You are somewhere on the road between Springfield and Newtown. The road is straight and the two towns are six kilometers apart. Around noon, you hear the church bells of Springfield. Ten seconds later, you also hear the bells of Newtown.

  • Where exactly are you?
  • What exact time is it?

The speed of sound is 300m/s. You heard the bells of Springfield 10s earlier, so you must be 3km closer to Springfield than to Newtown. The distance is 6km in total, which means you are 1.5km from Springfield and 4.5km from Newtown. The bells rang at noon and sound needs 15s to cover the 4.5km, so it's now 12:00:15 when you hear the bells of Newtown.

In the example above, we needed two satellites to solve for two variables - position and time. If you hear only the bells of Springfield, you cannot determine your position at all. That is, unless you have an accurate clock to measure the time of arrival directly instead of calculating backwards from time difference and total distance. In the three-dimensional case, you need four satellites to solve for the three position variables and for time.

To answer your questions one by one:

Why then do we need the fourth satellite?

Because we cannot measure the time of arrival accurately, only the differences.
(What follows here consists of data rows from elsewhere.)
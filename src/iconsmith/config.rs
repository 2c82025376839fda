use crate::error::{IconError, Result};
use crate::model::BackgroundMode;
use crate::provider::{DEFAULT_MODEL, DEFAULT_QUALITY};
use directories::{BaseDirs, ProjectDirs};
use secrecy::SecretString;
use serde::{Deserialize, Serialize};
use std::fs;
use std::path::{Path, PathBuf};

const CONFIG_FILENAME: &str = "config.json";
pub const OUTPUT_DIR_NAME: &str = "Icon Composer Layers";

pub const API_KEY_ENV: &str = "OPENAI_API_KEY";
pub const MODEL_ENV: &str = "OPENAI_IMAGE_MODEL";
pub const CONFIG_DIR_ENV: &str = "ICONSMITH_CONFIG_DIR";
pub const OUTPUT_DIR_ENV: &str = "ICONSMITH_OUTPUT_DIR";

/// Configuration for iconsmith, stored in `<config dir>/config.json`
#[derive(Debug, Clone, Serialize, Deserialize, PartialEq, Eq)]
pub struct IconConfig {
    /// Stored credential, used when `OPENAI_API_KEY` is not set
    #[serde(default, skip_serializing_if = "Option::is_none")]
    pub api_key: Option<String>,

    /// Image model used when neither `--model` nor `OPENAI_IMAGE_MODEL` is given
    #[serde(default = "default_model")]
    pub model: String,

    #[serde(default = "default_quality")]
    pub quality: String,

    /// What the icon background must be
    #[serde(default)]
    pub background: BackgroundMode,

    /// Images API base URL override
    #[serde(default, skip_serializing_if = "Option::is_none")]
    pub base_url: Option<String>,

    /// Where artifacts are written
    #[serde(default, skip_serializing_if = "Option::is_none")]
    pub output_dir: Option<PathBuf>,
}

fn default_model() -> String {
    DEFAULT_MODEL.to_string()
}

fn default_quality() -> String {
    DEFAULT_QUALITY.to_string()
}

impl Default for IconConfig {
    fn default() -> Self {
        Self {
            api_key: None,
            model: default_model(),
            quality: default_quality(),
            background: BackgroundMode::default(),
            base_url: None,
            output_dir: None,
        }
    }
}

/// The environment variables iconsmith reads, captured once so resolution
/// stays a pure function of its inputs.
#[derive(Debug, Clone, Default)]
pub struct EnvOverrides {
    pub api_key: Option<String>,
    pub model: Option<String>,
    pub config_dir: Option<PathBuf>,
    pub output_dir: Option<PathBuf>,
}

impl EnvOverrides {
    pub fn from_env() -> Self {
        let var = |name: &str| std::env::var(name).ok().filter(|v| !v.trim().is_empty());
        Self {
            api_key: var(API_KEY_ENV),
            model: var(MODEL_ENV),
            config_dir: var(CONFIG_DIR_ENV).map(PathBuf::from),
            output_dir: var(OUTPUT_DIR_ENV).map(PathBuf::from),
        }
    }
}

/// Platform config directory, unless overridden.
pub fn config_dir(env: &EnvOverrides) -> Result<PathBuf> {
    if let Some(dir) = &env.config_dir {
        return Ok(dir.clone());
    }
    ProjectDirs::from("dev", "iconsmith", "iconsmith")
        .map(|dirs| dirs.config_dir().to_path_buf())
        .ok_or_else(|| IconError::Config("Could not determine a config directory".to_string()))
}

impl IconConfig {
    pub fn path<P: AsRef<Path>>(config_dir: P) -> PathBuf {
        config_dir.as_ref().join(CONFIG_FILENAME)
    }

    /// Load config from the given directory, or return defaults if not found
    pub fn load<P: AsRef<Path>>(config_dir: P) -> Result<Self> {
        let config_path = Self::path(config_dir);

        if !config_path.exists() {
            return Ok(Self::default());
        }

        let content = fs::read_to_string(&config_path).map_err(IconError::Io)?;
        serde_json::from_str(&content).map_err(|e| {
            IconError::Config(format!("{} is not valid: {e}", config_path.display()))
        })
    }

    /// Save config to the given directory
    pub fn save<P: AsRef<Path>>(&self, config_dir: P) -> Result<()> {
        let config_dir = config_dir.as_ref();

        if !config_dir.exists() {
            fs::create_dir_all(config_dir).map_err(IconError::Io)?;
        }

        let config_path = Self::path(config_dir);
        let content = serde_json::to_string_pretty(self).map_err(IconError::Serialization)?;
        fs::write(config_path, content).map_err(IconError::Io)?;
        Ok(())
    }

    pub fn set_api_key(&mut self, key: &str) -> Result<()> {
        let key = key.trim();
        if key.is_empty() {
            return Err(IconError::Config("API key cannot be empty".to_string()));
        }
        self.api_key = Some(key.to_string());
        Ok(())
    }

    /// `--model` flag, then `OPENAI_IMAGE_MODEL`, then the configured model.
    pub fn resolve_model(&self, flag: Option<&str>, env: &EnvOverrides) -> String {
        flag.map(str::to_string)
            .or_else(|| env.model.clone())
            .unwrap_or_else(|| self.model.clone())
    }

    /// `OPENAI_API_KEY`, then the stored key. Missing is a configuration error.
    pub fn resolve_api_key(&self, env: &EnvOverrides) -> Result<SecretString> {
        env.api_key
            .clone()
            .or_else(|| self.api_key.clone())
            .map(SecretString::from)
            .ok_or_else(|| {
                IconError::Config(format!(
                    "No OpenAI API key found. Set {API_KEY_ENV} or run: iconsmith set-key <KEY>"
                ))
            })
    }

    /// Resolve and create the output directory.
    ///
    /// Explicit settings must be usable. The default `./Icon Composer Layers`
    /// falls back to the home directory when the working directory is not
    /// writable.
    pub fn resolve_output_dir(&self, env: &EnvOverrides, cwd: &Path) -> Result<PathBuf> {
        if let Some(dir) = env.output_dir.as_ref().or(self.output_dir.as_ref()) {
            fs::create_dir_all(dir).map_err(IconError::Io)?;
            return Ok(dir.clone());
        }

        let local = cwd.join(OUTPUT_DIR_NAME);
        match fs::create_dir_all(&local) {
            Ok(()) => Ok(local),
            Err(local_err) => {
                let home = BaseDirs::new()
                    .map(|dirs| dirs.home_dir().join(OUTPUT_DIR_NAME))
                    .ok_or(IconError::Io(local_err))?;
                tracing::debug!(fallback = %home.display(), "working directory not writable");
                fs::create_dir_all(&home).map_err(IconError::Io)?;
                Ok(home)
            }
        }
    }
}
We thus cannot use the three-spheres method. We have to work backwards from time differences and total distances, as in the example of Springfield and Newtown. This requires one extra satellite, but as a bonus it gives you time as a calculated variable.

How much will be the position accuracy without the fourth satellite?
What does it mean by "clock accuracy" and "clock bias"?

With the three-spheres method, positioning error is proportional to clock error of the receiver clock. The proportionality constant is the speed of light, which is 300m/μs. If the clock of your receiver device differs from global atomic time by merely 10μs, your position will be off by 3km. Good luck with that.

Does time synchronization between the receiver and the satellite mean that the receiver clock will get the time very precisely?

Yes, a GPS receiver is by far the most accurate clock you can buy. It receives its signals directly from atomic clocks aboard the satellites and corrects them for time of flight, using the known speed of light and receiver position. Traditional radio time standards like DCF77 or WWVB don't correct for time of flight, which makes them greatly inferior to GPS.

Rainer P.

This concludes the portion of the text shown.